§ **TASK PROMPT**:
Write the listing below out again exactly, though only as far as the line with "use clap::Parser;", which is included.
_ _ _ _
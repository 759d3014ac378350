//! livedoc-watch: follow a workspace's live event stream from the terminal.
//!
//! Usage:
//!   livedoc-watch --workspace quarterly-report
//!   livedoc-watch --base-url https://docs.example.com --workspace q3 --channel actions
//!   LIVEDOC_TOKEN=... livedoc-watch --workspace q3
//!
//! Logs go to stderr (`RUST_LOG=livedoc_client=debug` for per-frame detail);
//! workspace changes go to stdout.

mod config;
mod report;

use std::path::PathBuf;
use std::sync::Arc;

use anyhow::{Context, Result};
use clap::Parser;
use livedoc_client::{DocumentView, HttpTransport, WorkspaceStore};
use tokio::sync::broadcast;
use tracing_subscriber::{EnvFilter, fmt};

use crate::config::WatchConfig;

/// Follow a livedoc workspace stream.
#[derive(Parser, Debug)]
#[command(name = "livedoc-watch")]
#[command(about = "Follow a livedoc workspace's live event stream")]
struct Args {
    /// Server base URL
    #[arg(long)]
    base_url: Option<String>,

    /// Workspace to follow
    #[arg(short, long)]
    workspace: Option<String>,

    /// Stream channel (state, actions, citations)
    #[arg(short, long)]
    channel: Option<String>,

    /// Bearer token, sent as a query parameter
    #[arg(long, env = "LIVEDOC_TOKEN", hide_env_values = true)]
    token: Option<String>,

    /// Wait between reconnect attempts, in milliseconds
    #[arg(long)]
    backoff_ms: Option<u64>,

    /// Config file (default: ~/.config/livedoc/watch.ron)
    #[arg(long)]
    config: Option<PathBuf>,
}

impl Args {
    fn overrides(&self) -> WatchConfig {
        WatchConfig {
            base_url: self.base_url.clone(),
            workspace: self.workspace.clone(),
            channel: self.channel.clone(),
            token: self.token.clone(),
            backoff_ms: self.backoff_ms,
            ..WatchConfig::default()
        }
    }
}

#[tokio::main]
async fn main() -> Result<()> {
    fmt()
        .with_env_filter(
            EnvFilter::try_from_default_env().unwrap_or_else(|_| EnvFilter::new("info")),
        )
        .with_writer(std::io::stderr)
        .init();

    let args = Args::parse();
    let settings = WatchConfig::load(args.config.as_deref())?
        .merge(args.overrides())
        .resolve()
        .context("invalid watcher settings")?;

    tracing::info!(endpoint = %settings.endpoint, "starting livedoc-watch");

    let store = WorkspaceStore::new();
    let mut snapshots = store.subscribe();
    let (_scheduler, mut updates, view_task) =
        DocumentView::new(settings.highlight).follow(store.subscribe());

    store.connect(
        settings.endpoint,
        Arc::new(HttpTransport::new()),
        settings.stream,
    );
    let mut status = store
        .with_stream(|stream| stream.subscribe_status())
        .context("stream handle missing after connect")?;

    let mut last = store.snapshot();
    loop {
        tokio::select! {
            _ = tokio::signal::ctrl_c() => {
                tracing::info!("interrupted, shutting down");
                break;
            }
            changed = status.recv() => match changed {
                Ok(s) => println!("{}", report::status_line(&s)),
                Err(broadcast::error::RecvError::Lagged(n)) => {
                    tracing::warn!(skipped = n, "status notifications lagged");
                }
                Err(broadcast::error::RecvError::Closed) => break,
            },
            Some(update) = updates.recv() => {
                println!("{}", report::update_line(&update));
            }
            changed = snapshots.changed() => {
                if changed.is_err() {
                    break;
                }
                let next = snapshots.borrow_and_update().clone();
                for line in report::snapshot_lines(&last, &next) {
                    println!("{line}");
                }
                last = next;
            }
        }
    }

    store.disconnect();
    view_task.abort();
    Ok(())
}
_ _ _ _
§ **COMPLETED TASK**:
repository 759d3014ac378350
//! livedoc-watch: follow a workspace's live event stream from the terminal.
//!
//! Usage:
//!   livedoc-watch --workspace quarterly-report
//!   livedoc-watch --base-url https://docs.example.com --workspace q3 --channel actions
//!   LIVEDOC_TOKEN=... livedoc-watch --workspace q3
//!
//! Logs go to stderr (`RUST_LOG=livedoc_client=debug` for per-frame detail);
//! workspace changes go to stdout.

mod config;
mod report;

use std::path::PathBuf;
use std::sync::Arc;

use anyhow::{Context, Result};
use clap::Parser;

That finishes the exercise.